# Data Structures and Algorithms in Python - Search Algorithms
### AJ Zerouali, 2023/10/12

## 0) Introduction

**References:**

- "Data structures and algorithms in Python", by Goodrich, Tamassia and Goldwasser (primary, abbreviated [GTG13]). In particular:
    * Sec.4.1.3: Sequential search and binary search.
    * Sec.10.2: Hash tables
- Section 17 of "Python for Data Structures, Algorithms, and Interviews!" by Jose Portilla (to a much lesser extent).

**Comments:**
- I am unsure on the topic that I will end up focusing on

## 1) Sequential search and binary search

This is a review of section 4.1.3, and follows lectures 122-126 .

### 1.a - Sequential search

Sequential search is the naive searching algorithm for elements in a container. For simplicity we only discuss the sequential search over arrays, but this can easily be generalized to other positional lists. The idea is to sequentially check if the entry at a given index is equal to a target value.

Starting with the easy case of a sorted array, sequential search can be implemented as follows:

In [29]:
# Sorted array version
## Stops if we find a value larger than the target before finding the target
def seq_search_sorted(arr, tgt):
    N = len(arr)
    found_tgt = False
    found_greater = False
    i = -1
    while i<N and (not found_tgt) and (not found_greater):
        i+=1
        found_tgt = (arr[i] == tgt)
        found_greater = (arr[i] > tgt)
    return found_tgt, i

It is easily seen that this is a $O(n)$ worst case algorithm. In the average case, this algorithm will run in $O(n/2)$ time, a remark that will become relevant for the case of an unsorted array.
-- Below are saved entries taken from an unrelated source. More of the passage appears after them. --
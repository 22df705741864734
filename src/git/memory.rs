//! In-memory object store.
//!
//! Objects live in a libgit2 mempack backend, so trees, commits and tags
//! built by hand get the ids git would give them and are read back through
//! the same code as an on-disk repository. Nested repositories are
//! registered by their path relative to this store.

use std::collections::HashMap;
use std::sync::atomic::{AtomicUsize, Ordering};
use std::sync::{Arc, RwLock};

use git2::{ObjectType, Oid, Signature, Time};

use crate::error::{Result, TreeError};
use crate::git::object::{IndexState, ObjectStore, RawObject};
use crate::git::repository::GitRepository;

struct Inner {
    repo: GitRepository,
    submodules: RwLock<HashMap<String, MemoryObjectStore>>,
    /// `None` simulates an index that fails to load.
    index: RwLock<Option<IndexState>>,
    max_tree_depth: RwLock<Option<usize>>,
    reads: AtomicUsize,
}

/// Cheaply cloneable handle; clones share the same objects.
#[derive(Clone)]
pub struct MemoryObjectStore {
    inner: Arc<Inner>,
}

fn signature() -> Result<Signature<'static>> {
    Ok(Signature::new("Test", "test@test.com", &Time::new(0, 0))?)
}

impl MemoryObjectStore {
    pub fn new() -> Result<Self> {
        let inner = Inner {
            repo: GitRepository::in_memory()?,
            submodules: RwLock::new(HashMap::new()),
            index: RwLock::new(Some(IndexState::default())),
            max_tree_depth: RwLock::new(None),
            reads: AtomicUsize::new(0),
        };
        Ok(Self {
            inner: Arc::new(inner),
        })
    }

    /// Store `data` as an object of `kind` and return its identity.
    pub fn insert(&self, kind: ObjectType, data: Vec<u8>) -> Result<Oid> {
        self.inner.repo.write_object(kind, &data)
    }

    /// Store a parentless commit of `tree`, which must already be stored.
    pub fn insert_commit(&self, tree: Oid) -> Result<Oid> {
        self.inner.repo.with_repo(|repo| {
            let tree = repo.find_tree(tree)?;
            let sig = signature()?;
            Ok(repo.commit(None, &sig, &sig, "commit", &tree, &[])?)
        })
    }

    /// Store an annotated tag pointing at `target`.
    pub fn insert_tag(&self, target: Oid, name: &str) -> Result<Oid> {
        self.inner.repo.with_repo(|repo| {
            let target = repo.find_object(target, None)?;
            let sig = signature()?;
            Ok(repo.tag_annotation_create(name, &target, &sig, "tag")?)
        })
    }

    /// Register `store` as the repository checked out at `path`.
    pub fn add_submodule(&self, path: &str, store: MemoryObjectStore) -> Result<()> {
        let mut submodules = self
            .inner
            .submodules
            .write()
            .map_err(|_| TreeError::Internal("Lock poisoned".to_string()))?;
        submodules.insert(path.to_string(), store);
        Ok(())
    }

    pub fn set_index(&self, index: Option<IndexState>) -> Result<()> {
        let mut slot = self
            .inner
            .index
            .write()
            .map_err(|_| TreeError::Internal("Lock poisoned".to_string()))?;
        *slot = index;
        Ok(())
    }

    pub fn set_max_tree_depth(&self, depth: Option<usize>) -> Result<()> {
        let mut slot = self
            .inner
            .max_tree_depth
            .write()
            .map_err(|_| TreeError::Internal("Lock poisoned".to_string()))?;
        *slot = depth;
        Ok(())
    }

    /// Number of `read_object` calls served so far.
    pub fn read_count(&self) -> usize {
        self.inner.reads.load(Ordering::Relaxed)
    }
}

impl ObjectStore for MemoryObjectStore {
    fn read_object(&self, oid: Oid) -> Result<Option<RawObject>> {
        self.inner.reads.fetch_add(1, Ordering::Relaxed);
        self.inner.repo.read_object(oid)
    }

    fn contains(&self, oid: Oid) -> Result<bool> {
        self.inner.repo.contains(oid)
    }

    fn peel_to_tree(&self, oid: Oid) -> Result<Oid> {
        self.inner.repo.peel_to_tree(oid)
    }

    fn commit_tree_id(&self, oid: Oid) -> Result<Option<Oid>> {
        self.inner.repo.commit_tree_id(oid)
    }

    fn read_index(&self) -> Result<IndexState> {
        let index = self
            .inner
            .index
            .read()
            .map_err(|_| TreeError::Internal("Lock poisoned".to_string()))?;
        index
            .clone()
            .ok_or_else(|| TreeError::Internal("index file corrupt".to_string()))
    }

    fn open_submodule(&self, path: &str) -> Result<Box<dyn ObjectStore>> {
        let submodules = self
            .inner
            .submodules
            .read()
            .map_err(|_| TreeError::Internal("Lock poisoned".to_string()))?;
        match submodules.get(path) {
            Some(store) => Ok(Box::new(store.clone())),
            None => Err(TreeError::RepoNotFound(path.to_string())),
        }
    }

    fn max_tree_depth(&self) -> Option<usize> {
        self.inner.max_tree_depth.read().ok().and_then(|d| *d)
    }
}
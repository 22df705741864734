//! Data transfer objects for walk output.
//!
//! These structs are serialized to JSON by the CLI's `--json` mode.
//! - `tree`: EntryType, ListedEntry

pub mod tree;

pub use tree::*;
Now if the array is not sorted, we need to check the entirety of the array, meaning that the following implementation:

In [None]:
# Unsorted array version
def seq_search_unsorted(arr, tgt):
    N = len(arr)
    found_tgt = False
    i = -1
    while i<N and (not found_tgt):
        i+=1
        found_tgt = (arr[i] == tgt)
    return found_tgt, i

executes in $O(n)$ time in both the worst case and average case.

#### Verifications

In [23]:
import random

In [30]:
nums = []
for i in range(10):
    nums.append(random.randint(0,50))
nums = sorted(nums)

In [31]:
nums

[2, 6, 20, 25, 25, 33, 33, 37, 40, 50]

In [32]:
seq_search(nums,23)

(False, 3)

In [34]:
seq_search(nums,33)

(True, 5)

### 1.b - Binary search

We discussed binary search in notebooks 01 and 02 of DSA_Python. We provided two implementations, first an iterative one:

In [None]:
def binary_search_iter(arr, target):
    '''
            Iterative implementation of binary search.
        :param arr: sorted list of numbers
        :param target: target value to find in arr.
        :return mid: index of target in arr if search is successful and False otherwise.
    '''
    # Initialization of high and low indices
    low = 0
    high = len(arr)-1
    
    # Main loop (low is increased and 
    # high is decreased at each step)
    while low <= high:
        
        # Get midpoint idx
        mid = (low+high)//2
        
        # Case where we found target
        if target == arr[mid]:
            return mid
        
        # Increase low if target > arr[mid]
        elif target > arr[mid]:
            low = mid + 1
        
        # Decrease high if target < arr[mid]
        elif target < arr[mid]:
            high = mid - 1
            
    # If low > high was reached 
    # then the search was unsuccessful
    return False

and secondly a recursive one:

In [None]:
def binary_search(arr, target, low = 0, high = None):
    '''
        Recursive implementation of binary search.
        :param arr: sorted list of numbers
        :param target: target value to find in arr.
        :param low: lower-bound index for search. 0 by default.
        :param high: upper-bound index. None by default. 
        :return: index of target in arr if search is successful and False otherwise.
    '''
    if not high:
        high = len(arr)-1
    if high < low:
        return False
    else:
        mid = (high+low)//2
        if target == arr[mid]:
            return mid
        elif target > arr[mid]:
            return binary_search(arr, target, mid + 1, high)
        elif target < arr[mid]:
            return binary_search(arr, target, low, mid -1)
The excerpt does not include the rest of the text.